/CN-aware-DGE

Primary LanguageJupyter Notebook

Copy-Number-aware Differential Gene Expression (DGE)

Overview

The presence of biological signals coming from different omics and affecting gene expression make it desirable to take them into account in DE analysis to provide more comprehensive insight regarding transcriptional patterns of cancer. In differential gene expression analysis between cancer and normal tissues results can be both driven and masked by CNV, thus leading to false positives and false negatives and could have significant impact on downstream analysis.

Metodological design

The focus is to directly integrate Copy Number cancer data into Generalized Linear Model (GLM) to model the mean and of gene counts using Negative Binomial distribution as a log linear function of the covariates. The model assumes the linear relationship between the CN and expected mean.

$K \sim NB(mean = \mu_{ij}, dispersion = \alpha_i)$

$\mu_{ij} = s_{j} (\frac{CN_{ij}}{2}) q_{ij}$

$\log(q_{ij}) = \beta_{i0} X_{j0} + \beta_{i1} X_{j1}$

$K_{ij} =$ mRNA counts

$CN_{ij} =$ copy number integers (0,1,2,...,5)

$X_j = [1, X_{j1}] = $ covariate vector (design matrix, including intercept)

$\beta_i = [\beta_{i0}, \beta_{i1}] = $ regression coefficient vector (base level, effect size)

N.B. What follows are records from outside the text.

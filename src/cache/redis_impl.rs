//! Redis cache store.

use std::time::Duration;

use async_trait::async_trait;
use redis::AsyncCommands;

use super::{CacheError, CacheResult, CacheStore};

/// Maps Redis errors to CacheError.
fn map_redis_error(err: redis::RedisError) -> CacheError {
    if err.is_connection_refusal() || err.is_timeout() || err.is_connection_dropped() {
        CacheError::Unavailable(err.to_string())
    } else {
        CacheError::Operation(err.to_string())
    }
}

/// Redis backend using a connection manager for reconnects.
pub struct RedisCache {
    conn: redis::aio::ConnectionManager,
}

impl RedisCache {
    /// Connects to `url` (e.g. `redis://localhost:6379/0`).
    pub async fn new(url: &str) -> CacheResult<Self> {
        let client = redis::Client::open(url).map_err(map_redis_error)?;
        let conn = redis::aio::ConnectionManager::new(client)
            .await
            .map_err(map_redis_error)?;
        Ok(Self { conn })
    }
}

#[async_trait]
impl CacheStore for RedisCache {
    async fn get(&self, key: &str) -> CacheResult<Option<String>> {
        let mut conn = self.conn.clone();
        conn.get(key).await.map_err(map_redis_error)
    }

    async fn set(&self, key: &str, value: &str, ttl: Duration) -> CacheResult<()> {
        let mut conn = self.conn.clone();
        let seconds = ttl.as_secs().max(1);
        conn.set_ex::<_, _, ()>(key, value, seconds)
            .await
            .map_err(map_redis_error)
    }

    async fn delete(&self, key: &str) -> CacheResult<u64> {
        let mut conn = self.conn.clone();
        conn.del(key).await.map_err(map_redis_error)
    }
}
//! Course content data structures.

use serde::{Deserialize, Serialize};

/// A downloadable item posted under a week.
#[derive(Debug, Clone, PartialEq, Eq, Serialize, Deserialize)]
pub struct ContentEntry {
    pub title: String,
    pub download_url: Option<String>,
}

/// One week block of a course page.
#[derive(Debug, Clone, PartialEq, Eq, Serialize, Deserialize)]
pub struct WeekItem {
    pub week_name: String,
    #[serde(default)]
    pub announcement: String,
    #[serde(default)]
    pub description: String,
    #[serde(default)]
    pub contents: Vec<ContentEntry>,
}

impl WeekItem {
    /// The fixed item every combined result carries.
    pub fn placeholder() -> Self {
        Self {
            week_name: "Mock Week".to_string(),
            announcement: String::new(),
            description: "Placeholder".to_string(),
            contents: Vec::new(),
        }
    }

    pub fn is_placeholder(&self) -> bool {
        *self == Self::placeholder()
    }
}

/// The course-wide announcement panel, as raw HTML.
#[derive(Debug, Clone, PartialEq, Eq, Serialize, Deserialize)]
pub struct AnnouncementItem {
    pub course_announcement: String,
}

/// An element of a combined content result.
#[derive(Debug, Clone, PartialEq, Eq, Serialize, Deserialize)]
#[serde(untagged)]
pub enum ContentItem {
    Announcement(AnnouncementItem),
    Week(WeekItem),
}

/// Announcement (optional), placeholder, then weeks.
pub type CombinedContent = Vec<ContentItem>;

#[cfg(test)]
mod tests {
    use super::*;

    #[test]
    fn test_untagged_items_deserialize_by_shape() {
        let json = r#"[
            {"course_announcement": "<p>Quiz moved</p>"},
            {"week_name": "Mock Week", "announcement": "", "description": "Placeholder", "contents": []},
            {"week_name": "Week: 2025-03-01", "contents": [{"title": "Lecture 1", "download_url": null}]}
        ]"#;
        let items: CombinedContent = serde_json::from_str(json).unwrap();

        assert_eq!(items.len(), 3);
        assert!(matches!(&items[0], ContentItem::Announcement(a) if a.course_announcement == "<p>Quiz moved</p>"));
        assert!(matches!(&items[1], ContentItem::Week(w) if w.is_placeholder()));
        assert!(matches!(&items[2], ContentItem::Week(w) if w.contents.len() == 1));
    }
}
//! Test doubles shared by unit tests across the crate.

use std::cell::RefCell;
use std::collections::VecDeque;
use std::sync::atomic::{AtomicUsize, Ordering};
use std::sync::{Arc, Mutex, Once};
use std::time::Duration;

use async_trait::async_trait;

use crate::cache::{CacheError, CacheResult, CacheStore};
use crate::error::{AppError, Result};
use crate::http::{PortalRequest, PortalResponse, PortalSession, SessionProvider};
use crate::models::{Config, Credentials};

enum Step {
    Respond { status: u16, body: String },
    Delayed { delay: Duration, body: String },
    Fail(String),
}

/// Session that replays queued responses in the order requests are issued
/// and records every request it sees.
#[derive(Default)]
pub struct ScriptedSession {
    steps: Mutex<VecDeque<Step>>,
    requests: Mutex<Vec<PortalRequest>>,
}

impl ScriptedSession {
    pub fn new() -> Self {
        Self::default()
    }

    fn push(&self, step: Step) {
        self.steps.lock().unwrap().push_back(step);
    }

    pub fn push_body(&self, body: &str) {
        self.push_status(200, body);
    }

    pub fn push_status(&self, status: u16, body: &str) {
        self.push(Step::Respond {
            status,
            body: body.to_string(),
        });
    }

    pub fn push_delayed(&self, delay: Duration, body: &str) {
        self.push(Step::Delayed {
            delay,
            body: body.to_string(),
        });
    }

    pub fn push_failure(&self, message: &str) {
        self.push(Step::Fail(message.to_string()));
    }

    pub fn requests(&self) -> Vec<PortalRequest> {
        self.requests.lock().unwrap().clone()
    }
}

#[async_trait]
impl PortalSession for ScriptedSession {
    async fn perform(&self, request: PortalRequest) -> Result<PortalResponse> {
        let url = request.url.clone();
        self.requests.lock().unwrap().push(request);
        let step = self.steps.lock().unwrap().pop_front();

        let response = |status, body| PortalResponse {
            status,
            body,
            final_url: url.clone(),
            history: Vec::new(),
        };

        match step {
            Some(Step::Respond { status, body }) => Ok(response(status, body)),
            Some(Step::Delayed { delay, body }) => {
                tokio::time::sleep(delay).await;
                Ok(response(200, body))
            }
            Some(Step::Fail(message)) => Err(AppError::fetch(url.clone(), message)),
            None => Err(AppError::fetch(url.clone(), "no scripted response left")),
        }
    }
}

/// Provider handing out one shared scripted session.
pub struct ScriptedProvider {
    pub session: Arc<ScriptedSession>,
    created: AtomicUsize,
}

impl ScriptedProvider {
    pub fn new(session: Arc<ScriptedSession>) -> Self {
        Self {
            session,
            created: AtomicUsize::new(0),
        }
    }

    pub fn sessions_created(&self) -> usize {
        self.created.load(Ordering::SeqCst)
    }
}

impl SessionProvider for ScriptedProvider {
    fn create_session(&self, _credentials: &Credentials) -> Result<Arc<dyn PortalSession>> {
        self.created.fetch_add(1, Ordering::SeqCst);
        let session: Arc<dyn PortalSession> = self.session.clone();
        Ok(session)
    }
}

/// Store whose every operation fails.
pub struct FailingCache;

#[async_trait]
impl CacheStore for FailingCache {
    async fn get(&self, _key: &str) -> CacheResult<Option<String>> {
        Err(CacheError::Unavailable("connection refused".into()))
    }

    async fn set(&self, _key: &str, _value: &str, _ttl: Duration) -> CacheResult<()> {
        Err(CacheError::Unavailable("connection refused".into()))
    }

    async fn delete(&self, _key: &str) -> CacheResult<u64> {
        Err(CacheError::Unavailable("connection refused".into()))
    }
}

thread_local! {
    static CAPTURED: RefCell<Vec<(log::Level, String)>> = const { RefCell::new(Vec::new()) };
}

/// Logger that records into a per-thread buffer, so parallel tests do not
/// see each other's records.
struct CaptureLogger;

impl log::Log for CaptureLogger {
    fn enabled(&self, _metadata: &log::Metadata) -> bool {
        true
    }

    fn log(&self, record: &log::Record) {
        CAPTURED.with(|buf| {
            buf.borrow_mut()
                .push((record.level(), record.args().to_string()))
        });
    }

    fn flush(&self) {}
}

static CAPTURE_LOGGER: CaptureLogger = CaptureLogger;

/// Run `f` and return its result with the records it logged on this thread.
pub fn capture_logs<T>(f: impl FnOnce() -> T) -> (T, Vec<(log::Level, String)>) {
    static INSTALL: Once = Once::new();
    INSTALL.call_once(|| {
        if log::set_logger(&CAPTURE_LOGGER).is_ok() {
            log::set_max_level(log::LevelFilter::Trace);
        }
    });

    CAPTURED.with(|buf| buf.borrow_mut().clear());
    let out = f();
    let records = CAPTURED.with(|buf| buf.borrow_mut().drain(..).collect());
    (out, records)
}

/// Defaults with short branch timeouts and no postback delay.
pub fn test_config() -> Config {
    let mut config = Config::default();
    config.http.content_timeout_secs = 1;
    config.http.announcement_timeout_secs = 1;
    config.http.postback_delay_ms = 0;
    config
}

fn hidden_fields(viewstate: &str) -> String {
    format!(
        r#"<input type="hidden" name="__VIEWSTATE" value="{viewstate}" />
        <input type="hidden" name="__VIEWSTATEGENERATOR" value="5A7B3C2D" />
        <input type="hidden" name="__EVENTVALIDATION" value="ev-{viewstate}" />"#
    )
}

/// Attendance base page with a course dropdown and an absence summary of
/// `(name, level)` rows.
pub fn attendance_page(viewstate: &str, options: &[(&str, &str)], summary: &[(&str, &str)]) -> String {
    let options: String = options
        .iter()
        .map(|(value, label)| format!(r#"<option value="{value}">{label}</option>"#))
        .collect();
    let summary: String = summary
        .iter()
        .enumerate()
        .map(|(i, (name, level))| {
            format!("<tr><td>{i}</td><td>CODE{i}</td><td>{name}</td><td>{level}</td></tr>")
        })
        .collect();

    format!(
        r#"<html><body><form method="post">
        {hidden}
        <select name="ctl00$ctl00$ContentPlaceHolderright$ContentPlaceHoldercontent$DDL_Courses"
                id="ContentPlaceHolderright_ContentPlaceHoldercontent_DDL_Courses">{options}</select>
        <table id="DG_AbsenceReport">
            <tr><td>#</td><td>Code</td><td>Name</td><td>AbsenceLevel</td></tr>{summary}
        </table>
        </form></body></html>"#,
        hidden = hidden_fields(viewstate),
    )
}

/// Postback response for one course with `(number, status, session)` rows.
pub fn course_page(viewstate: &str, rows: &[(&str, &str, &str)]) -> String {
    let rows: String = rows
        .iter()
        .map(|(n, status, session)| {
            format!("<tr><td>{n}</td><td>{status}</td><td>{session}</td></tr>")
        })
        .collect();

    format!(
        r#"<html><body><form method="post">
        {hidden}
        <table id="DG_StudentCourseAttendance">
            <tr><th>#</th><th>Status</th><th>Session</th></tr>{rows}
        </table>
        </form></body></html>"#,
        hidden = hidden_fields(viewstate),
    )
}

$s_j =$ library size factor

Statistical testing (Wald test):

$H_0 : \beta_{1i} = 0$ vs $H_1: \beta_{1i} \neq 0$

References

  1. Michael I Love, Wolfgang Huber, and Simon Anders. Moderated estimation of fold change and dispersion for rna-seq data with deseq2. Genome biology, 15(12):1–21, 2014. doi:10.1186/s13059-014-0550-8.

  2. Boris Muzellec, Maria Telenczuk, Vincent Cabeli, and Mathieu Andreux. Pydeseq2: a python package for bulk rna-seq differential expression analysis. bioRxiv, pages 2022–12, 2022. doi:10.1101/2022.12.14.520412.

  3. Anqi Zhu, Joseph G Ibrahim, and Michael I Love. Heavy-tailed prior distributions for sequence count data: removing the noise and preserving large differences. Bioinformatics, 35(12):2084–2092, 2019. doi:10.1093/bioinformatics/bty895.